GX-2017-0003: Unauthorized filesystem access via data source tools
A medium severity security vulnerability in tools utilizing the Galaxy data source protocol was recently discovered by Dan Blankenberg. This vulnerability allows anyone able to run an external data source tool to add to their history any file that is readable by the user running Galaxy jobs on the host where the job runs. This is due to the Python urllib library's ability to operate on `file://` URLs and a failure to check for such URLs in the tool.
This vulnerability has been assigned the disclosure ID GX-2017-0003.
This vulnerability affects all known versions of Galaxy.
Many such "external data source" tools are provided with the Galaxy distribution and are enabled by default (most tools under the "Get Data" section of the tool panel), meaning that its exploitability is fairly high, as only one such tool needs to be enabled to be vulnerable, including any custom data source tools (any tool that uses `tools/data_source/data_source.py`). What files will be readable depends entirely upon what the job's user has access to read on the host(s) where jobs run.
Per our security policies, we have created fixes for all affected versions of Galaxy. These have been committed to the corresponding `release_YY.MM` (and `dev`) branches in the Galaxy GitHub repository.

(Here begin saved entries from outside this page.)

//! 批处理调度
//!
//! 使用 rayon 将文件分派到工作线程并行处理，每个文件独立加载、修改、写回。
//! 文件之间唯一的共享状态是总修改计数（`AtomicUsize`）。
//!
//! # 失败处理
//!
//! - [`FailurePolicy::Continue`]（默认）：跳过失败的文件，继续处理其余文件，
//!   结束后在汇总中列出失败项
//! - [`FailurePolicy::Abort`]：遇到第一个失败即停止分派并返回该错误；
//!   已经处理完的文件不会回滚

use std::path::{Path, PathBuf};
use std::sync::atomic::{AtomicUsize, Ordering};
use rayon::prelude::*;
use serde::Serialize;
use crate::config::{EditorConfig, FailurePolicy};
use crate::discovery::find_project_files;
use crate::editor::{FileReport, ProjectEditor};
use crate::io::{FsProjectReader, FsProjectWriter, ProjectReader, ProjectWriter};
use crate::report::Reporter;
use crate::utils::{display_name, EditorError};

/// 单个失败文件
#[derive(Debug, Clone, PartialEq, Eq, Serialize)]
pub struct FileFailure {
    pub path: PathBuf,
    pub error: String,
}

/// 批处理汇总
#[derive(Debug, Clone, Default, PartialEq, Eq, Serialize)]
pub struct BatchSummary {
    /// 找到的项目文件数
    pub files_found: usize,
    /// 实际加载处理的文件数
    pub files_processed: usize,
    /// 有修改的文件数
    pub files_changed: usize,
    /// 所有文件修改次数之和
    pub total_changes: usize,
    pub failures: Vec<FileFailure>,
    /// 每个成功处理的文件（按路径排序）
    pub files: Vec<FileReport>,
}

impl BatchSummary {
    pub fn has_failures(&self) -> bool {
        !self.failures.is_empty()
    }
}

/// 批处理调度器
pub struct BatchRunner<R, W> {
    editor: ProjectEditor<R, W>,
    value: Option<String>,
    save_requested: bool,
    failure_policy: FailurePolicy,
    jobs: Option<usize>,
}

impl BatchRunner<FsProjectReader, FsProjectWriter> {
    /// 基于文件系统读写构建
    pub fn from_config(config: &EditorConfig) -> Self {
        Self::with_io(config, FsProjectReader, FsProjectWriter)
    }
}

impl<R: ProjectReader, W: ProjectWriter> BatchRunner<R, W> {
    pub fn new(editor: ProjectEditor<R, W>) -> Self {
        Self {
            editor,
            value: None,
            save_requested: false,
            failure_policy: FailurePolicy::Continue,
            jobs: None,
        }
    }

    /// 使用指定的读写器构建
    pub fn with_io(config: &EditorConfig, reader: R, writer: W) -> Self {
        let editor = ProjectEditor::new(reader, writer)
            .with_write_policy(config.write_policy, config.save);

        Self::new(editor)
            .with_value(config.target_value())
            .with_save_requested(config.save)
            .with_failure_policy(config.failure_policy)
            .with_jobs(config.jobs)
    }

    /// 空白值视为未设置
    pub fn with_value(mut self, value: Option<&str>) -> Self {
        self.value = value.filter(|v| !v.trim().is_empty()).map(str::to_string);
        self
    }

    pub fn with_save_requested(mut self, save: bool) -> Self {
        self.save_requested = save;
        self
    }

    pub fn with_failure_policy(mut self, policy: FailurePolicy) -> Self {
        self.failure_policy = policy;
        self
    }

    pub fn with_jobs(mut self, jobs: Option<usize>) -> Self {
        self.jobs = jobs.filter(|&n| n > 0);
        self
    }

    /// 并行处理所有文件
    ///
    /// # 返回
    /// 返回汇总信息；`FailurePolicy::Abort` 下返回第一个单文件错误
    pub fn run(&self, files: &[PathBuf], reporter: &dyn Reporter) -> Result<BatchSummary, EditorError> {
        let mut summary = match self.jobs {
            Some(jobs) => {
                let pool = rayon::ThreadPoolBuilder::new().num_threads(jobs).build()?;
                pool.install(|| self.dispatch(files, reporter))?
            }
            None => self.dispatch(files, reporter)?,
        };
        summary.files_found = files.len();

        reporter.info(&format!("Total changes: {}", summary.total_changes));

        if self.save_requested {
            reporter.info("All changes were saved!");
        }

        if summary.has_failures() {
            reporter.warn(&format!("Failed project files: {}", summary.failures.len()));
            for failure in &summary.failures {
                reporter.warn(&format!("  {}: {}", failure.path.display(), failure.error));
            }
        }

        Ok(summary)
    }

    fn dispatch(&self, files: &[PathBuf], reporter: &dyn Reporter) -> Result<BatchSummary, EditorError> {
        let Some(value) = self.value.as_deref() else {
            // 未设置值：不加载任何文件
            files.par_iter().for_each(|path| {
                reporter.info(&format!("No changes for project file {}", display_name(path)));
            });
            return Ok(BatchSummary::default());
        };

        let total_changes = AtomicUsize::new(0);
        let process = |path: &PathBuf| -> Result<FileReport, EditorError> {
            let report = self.editor.process(path, value, reporter)?;
            total_changes.fetch_add(report.change_count, Ordering::Relaxed);
            Ok(report)
        };

        let (mut reports, failures) = match self.failure_policy {
            FailurePolicy::Abort => {
                let reports = files
                    .par_iter()
                    .map(process)
                    .collect::<Result<Vec<_>, _>>()
                    .inspect_err(|e| tracing::error!("aborting batch: {}", e))?;
                (reports, Vec::new())
            }
            FailurePolicy::Continue => {
                let results: Vec<(&PathBuf, Result<FileReport, EditorError>)> = files
                    .par_iter()
                    .map(|path| (path, process(path)))
                    .collect();

                let mut reports = Vec::new();
                let mut failures = Vec::new();
                for (path, result) in results {
                    match result {
                        Ok(report) => reports.push(report),
                        Err(e) => failures.push(self.record_failure(path, &e, reporter)),
                    }
                }
                (reports, failures)
            }
        };

        reports.sort_by(|a, b| a.path.cmp(&b.path));

        Ok(BatchSummary {
            files_found: files.len(),
            files_processed: reports.len() + failures.len(),
            files_changed: reports.iter().filter(|r| r.change_count > 0).count(),
            total_changes: total_changes.load(Ordering::Relaxed),
            failures,
            files: reports,
        })
    }

    fn record_failure(&self, path: &Path, error: &EditorError, reporter: &dyn Reporter) -> FileFailure {
        tracing::error!(path = %path.display(), "failed to process project file: {}", error);
        reporter.warn(&format!(
            "Failed to process project file {}: {}",
            display_name(path),
            error
        ));
        FileFailure {
            path: path.to_path_buf(),
            error: error.to_string(),
        }
    }
}

/// 完整流程：查找文件 → 输出数量 → 并行处理
pub fn run(config: &EditorConfig, reporter: &dyn Reporter) -> Result<BatchSummary, EditorError> {
    let files = find_project_files(&config.root_dir, &config.pattern)?;
    reporter.info(&format!("Found {} project(s)", files.len()));

    BatchRunner::from_config(config).run(&files, reporter)
}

Releases prior to 16.07 will remain vulnerable and should be updated to a supported release as soon as possible.
Eric Rasche recently undertook a hardening of the Galaxy code base against common security mishaps. This included changing most uses of `urllib` to `requests`, which does not operate on `file://` URLs. Although no exploits were identified at that time, we felt this work was of great enough importance to production Galaxy servers that we backported it to releases from 16.07 forward. Because of this, and the GX-2017-0001 and GX-2017-0002 vulnerabilities, administrators are strongly encouraged to update immediately, even if they do not believe their servers are vulnerable.
The fixes are available on the `release_16.07` through `release_17.09` and `dev` branches in the Galaxy GitHub repository. You can simply `git pull` or use your normal update procedure to get the changes.
For the changes to take effect, YOU MUST RESTART ALL GALAXY SERVER PROCESSES.